___ Source records ___

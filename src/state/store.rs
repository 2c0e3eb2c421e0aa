use async_trait::async_trait;
use chrono::{DateTime, Utc};
use dashmap::DashMap;
use std::sync::Arc;
use uuid::Uuid;

use crate::error::{EngineError, Result};
use crate::ml::ModelArtifact;
use crate::models::{
    EquipmentProfile, EquipmentType, Incident, MaintenanceRecord, PredictionResult, SensorReading,
    Technician,
};
use crate::state::{EngineStore, IncidentFilter};

/// In-memory store (for tests and single-node deployments)
#[derive(Clone)]
pub struct InMemoryStore {
    equipment: Arc<DashMap<Uuid, EquipmentProfile>>,
    readings: Arc<DashMap<Uuid, Vec<SensorReading>>>,
    maintenance: Arc<DashMap<Uuid, Vec<MaintenanceRecord>>>,
    technicians: Arc<DashMap<Uuid, Technician>>,
    incidents: Arc<DashMap<Uuid, Incident>>,
    predictions: Arc<DashMap<Uuid, Vec<PredictionResult>>>,
    artifacts: Arc<DashMap<EquipmentType, ModelArtifact>>,
}

impl InMemoryStore {
    pub fn new() -> Self {
        Self {
            equipment: Arc::new(DashMap::new()),
            readings: Arc::new(DashMap::new()),
            maintenance: Arc::new(DashMap::new()),
            technicians: Arc::new(DashMap::new()),
            incidents: Arc::new(DashMap::new()),
            predictions: Arc::new(DashMap::new()),
            artifacts: Arc::new(DashMap::new()),
        }
    }
}

impl Default for InMemoryStore {
    fn default() -> Self {
        Self::new()
    }
}

#[async_trait]
impl EngineStore for InMemoryStore {
    async fn save_equipment(&self, profile: &EquipmentProfile) -> Result<()> {
        self.equipment.insert(profile.id, profile.clone());
        tracing::debug!(equipment_id = %profile.id, "Equipment saved");
        Ok(())
    }

    async fn get_equipment(&self, id: &Uuid) -> Result<Option<EquipmentProfile>> {
        Ok(self.equipment.get(id).map(|entry| entry.clone()))
    }

    async fn list_equipment(&self) -> Result<Vec<EquipmentProfile>> {
        Ok(self
            .equipment
            .iter()
            .map(|entry| entry.value().clone())
            .collect())
    }

    async fn save_reading(&self, reading: &SensorReading) -> Result<()> {
        self.readings
            .entry(reading.equipment_id)
            .or_default()
            .push(reading.clone());
        Ok(())
    }

    async fn readings_since(
        &self,
        equipment_id: &Uuid,
        since: DateTime<Utc>,
    ) -> Result<Vec<SensorReading>> {
        let mut readings: Vec<SensorReading> = self
            .readings
            .get(equipment_id)
            .map(|entry| {
                entry
                    .iter()
                    .filter(|r| r.timestamp >= since)
                    .cloned()
                    .collect()
            })
            .unwrap_or_default();
        readings.sort_by_key(|r| r.timestamp);
        Ok(readings)
    }

    async fn save_maintenance(&self, record: &MaintenanceRecord) -> Result<()> {
        self.maintenance
            .entry(record.equipment_id)
            .or_default()
            .push(record.clone());
        Ok(())
    }

    async fn maintenance_since(
        &self,
        equipment_id: &Uuid,
        since: DateTime<Utc>,
    ) -> Result<Vec<MaintenanceRecord>> {
        let mut records: Vec<MaintenanceRecord> = self
            .maintenance
            .get(equipment_id)
            .map(|entry| {
                entry
                    .iter()
                    .filter(|m| m.performed_at >= since)
                    .cloned()
                    .collect()
            })
            .unwrap_or_default();
        records.sort_by_key(|m| m.performed_at);
        Ok(records)
    }

    async fn save_technician(&self, technician: &Technician) -> Result<()> {
        self.technicians.insert(technician.id, technician.clone());
        Ok(())
    }

    async fn get_technician(&self, id: &Uuid) -> Result<Option<Technician>> {
        Ok(self.technicians.get(id).map(|entry| entry.clone()))
    }

    async fn list_technicians(&self) -> Result<Vec<Technician>> {
        Ok(self
            .technicians
            .iter()
            .map(|entry| entry.value().clone())
            .collect())
    }

    async fn save_incident(&self, incident: &Incident) -> Result<()> {
        self.incidents.insert(incident.id, incident.clone());
        tracing::debug!(incident_id = %incident.id, "Incident saved");
        Ok(())
    }

    async fn get_incident(&self, id: &Uuid) -> Result<Option<Incident>> {
        Ok(self.incidents.get(id).map(|entry| entry.clone()))
    }

    async fn update_incident(&self, incident: &Incident) -> Result<()> {
        if self.incidents.contains_key(&incident.id) {
            self.incidents.insert(incident.id, incident.clone());
            Ok(())
        } else {
            Err(EngineError::NotFound(format!(
                "Incident {} not found",
                incident.id
            )))
        }
    }

    async fn list_incidents(
        &self,
        filter: &IncidentFilter,
        page: u32,
        page_size: u32,
    ) -> Result<Vec<Incident>> {
        let mut incidents: Vec<Incident> = self
            .incidents
            .iter()
            .map(|entry| entry.value().clone())
            .filter(|incident| filter.matches(incident))
            .collect();

        // Newest first
        incidents.sort_by(|a, b| b.created_at.cmp(&a.created_at));

        let start = (page * page_size) as usize;
        Ok(incidents
            .into_iter()
            .skip(start)
            .take(page_size as usize)
            .collect())
    }

    async fn append_prediction(&self, prediction: &PredictionResult) -> Result<()> {
        self.predictions
            .entry(prediction.equipment_id)
            .or_default()
            .push(prediction.clone());
        Ok(())
    }

    async fn predictions_for(
        &self,
        equipment_id: &Uuid,
        limit: usize,
    ) -> Result<Vec<PredictionResult>> {
        let mut predictions: Vec<PredictionResult> = self
            .predictions
            .get(equipment_id)
            .map(|entry| entry.clone())
            .unwrap_or_default();
        predictions.sort_by(|a, b| b.generated_at.cmp(&a.generated_at));
        predictions.truncate(limit);
        Ok(predictions)
    }

    async fn save_artifact(&self, artifact: &ModelArtifact) -> Result<()> {
        self.artifacts
            .insert(artifact.metadata.equipment_type, artifact.clone());
        Ok(())
    }

    async fn get_artifact(&self, equipment_type: EquipmentType) -> Result<Option<ModelArtifact>> {
        Ok(self.artifacts.get(&equipment_type).map(|entry| entry.clone()))
    }
}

___

Give an exact transcription of the data shown above.

filename src/state/store.rs
repository 2c0e3eb2c421e0aa
use async_trait::async_trait;
use chrono::{DateTime, Utc};
use dashmap::DashMap;
use std::sync::Arc;
use uuid::Uuid;

use crate::error::{EngineError, Result};
use crate::ml::ModelArtifact;
use crate::models::{
    EquipmentProfile, EquipmentType, Incident, MaintenanceRecord, PredictionResult, SensorReading,
    Technician,
};
use crate::state::{EngineStore, IncidentFilter};

/// In-memory store (for tests and single-node deployments)
#[derive(Clone)]
pub struct InMemoryStore {
    equipment: Arc<DashMap<Uuid, EquipmentProfile>>,
    readings: Arc<DashMap<Uuid, Vec<SensorReading>>>,
    maintenance: Arc<DashMap<Uuid, Vec<MaintenanceRecord>>>,
    technicians: Arc<DashMap<Uuid, Technician>>,
    incidents: Arc<DashMap<Uuid, Incident>>,
    predictions: Arc<DashMap<Uuid, Vec<PredictionResult>>>,
    artifacts: Arc<DashMap<EquipmentType, ModelArtifact>>,
}

impl InMemoryStore {
    pub fn new() -> Self {
        Self {
            equipment: Arc::new(DashMap::new()),
            readings: Arc::new(DashMap::new()),
            maintenance: Arc::new(DashMap::new()),
            technicians: Arc::new(DashMap::new()),
            incidents: Arc::new(DashMap::new()),
            predictions: Arc::new(DashMap::new()),
            artifacts: Arc::new(DashMap::new()),
        }
    }
}

impl Default for InMemoryStore {
    fn default() -> Self {
        Self::new()
    }
}

#[async_trait]
impl EngineStore for InMemoryStore {
    async fn save_equipment(&self, profile: &EquipmentProfile) -> Result<()> {
        self.equipment.insert(profile.id, profile.clone());
        tracing::debug!(equipment_id = %profile.id, "Equipment saved");
        Ok(())
    }

    async fn get_equipment(&self, id: &Uuid) -> Result<Option<EquipmentProfile>> {
        Ok(self.equipment.get(id).map(|entry| entry.clone()))
    }

    async fn list_equipment(&self) -> Result<Vec<EquipmentProfile>> {
        Ok(self
            .equipment
            .iter()
            .map(|entry| entry.value().clone())
            .collect())
    }

    async fn save_reading(&self, reading: &SensorReading) -> Result<()> {
        self.readings
            .entry(reading.equipment_id)
            .or_default()
            .push(reading.clone());
        Ok(())
    }

    async fn readings_since(
        &self,
        equipment_id: &Uuid,
        since: DateTime<Utc>,
    ) -> Result<Vec<SensorReading>> {
        let mut readings: Vec<SensorReading> = self
            .readings
            .get(equipment_id)
            .map(|entry| {
                entry
                    .iter()
                    .filter(|r| r.timestamp >= since)
                    .cloned()
                    .collect()
            })
            .unwrap_or_default();
        readings.sort_by_key(|r| r.timestamp);
        Ok(readings)
    }

    async fn save_maintenance(&self, record: &MaintenanceRecord) -> Result<()> {
        self.maintenance
            .entry(record.equipment_id)
            .or_default()
            .push(record.clone());
        Ok(())
    }

    async fn maintenance_since(
        &self,
        equipment_id: &Uuid,
        since: DateTime<Utc>,
    ) -> Result<Vec<MaintenanceRecord>> {
        let mut records: Vec<MaintenanceRecord> = self
            .maintenance
            .get(equipment_id)
            .map(|entry| {
                entry
                    .iter()
                    .filter(|m| m.performed_at >= since)
                    .cloned()
                    .collect()
            })
            .unwrap_or_default();
        records.sort_by_key(|m| m.performed_at);
        Ok(records)
    }

    async fn save_technician(&self, technician: &Technician) -> Result<()> {
        self.technicians.insert(technician.id, technician.clone());
        Ok(())
    }

    async fn get_technician(&self, id: &Uuid) -> Result<Option<Technician>> {
        Ok(self.technicians.get(id).map(|entry| entry.clone()))
    }

    async fn list_technicians(&self) -> Result<Vec<Technician>> {
        Ok(self
            .technicians
            .iter()
            .map(|entry| entry.value().clone())
            .collect())
    }

    async fn save_incident(&self, incident: &Incident) -> Result<()> {
        self.incidents.insert(incident.id, incident.clone());
        tracing::debug!(incident_id = %incident.id, "Incident saved");
        Ok(())
    }

    async fn get_incident(&self, id: &Uuid) -> Result<Option<Incident>> {
        Ok(self.incidents.get(id).map(|entry| entry.clone()))
    }

    async fn update_incident(&self, incident: &Incident) -> Result<()> {
        if self.incidents.contains_key(&incident.id) {
            self.incidents.insert(incident.id, incident.clone());
            Ok(())
        } else {
            Err(EngineError::NotFound(format!(
                "Incident {} not found",
                incident.id
            )))
        }
    }

    async fn list_incidents(
        &self,
        filter: &IncidentFilter,
        page: u32,
        page_size: u32,
    ) -> Result<Vec<Incident>> {
        let mut incidents: Vec<Incident> = self
            .incidents
            .iter()
            .map(|entry| entry.value().clone())
            .filter(|incident| filter.matches(incident))
            .collect();

        // Newest first
        incidents.sort_by(|a, b| b.created_at.cmp(&a.created_at));

        let start = (page * page_size) as usize;
        Ok(incidents
            .into_iter()
            .skip(start)
            .take(page_size as usize)
            .collect())
    }

    async fn append_prediction(&self, prediction: &PredictionResult) -> Result<()> {
        self.predictions
            .entry(prediction.equipment_id)
            .or_default()
            .push(prediction.clone());
        Ok(())
    }

    async fn predictions_for(
        &self,
        equipment_id: &Uuid,
        limit: usize,
    ) -> Result<Vec<PredictionResult>> {
        let mut predictions: Vec<PredictionResult> = self
            .predictions
            .get(equipment_id)
            .map(|entry| entry.clone())
            .unwrap_or_default();
        predictions.sort_by(|a, b| b.generated_at.cmp(&a.generated_at));
        predictions.truncate(limit);
        Ok(predictions)
    }

    async fn save_artifact(&self, artifact: &ModelArtifact) -> Result<()> {
        self.artifacts
            .insert(artifact.metadata.equipment_type, artifact.clone());
        Ok(())
    }

    async fn get_artifact(&self, equipment_type: EquipmentType) -> Result<Option<ModelArtifact>> {
        Ok(self.artifacts.get(&equipment_type).map(|entry| entry.clone()))
    }
}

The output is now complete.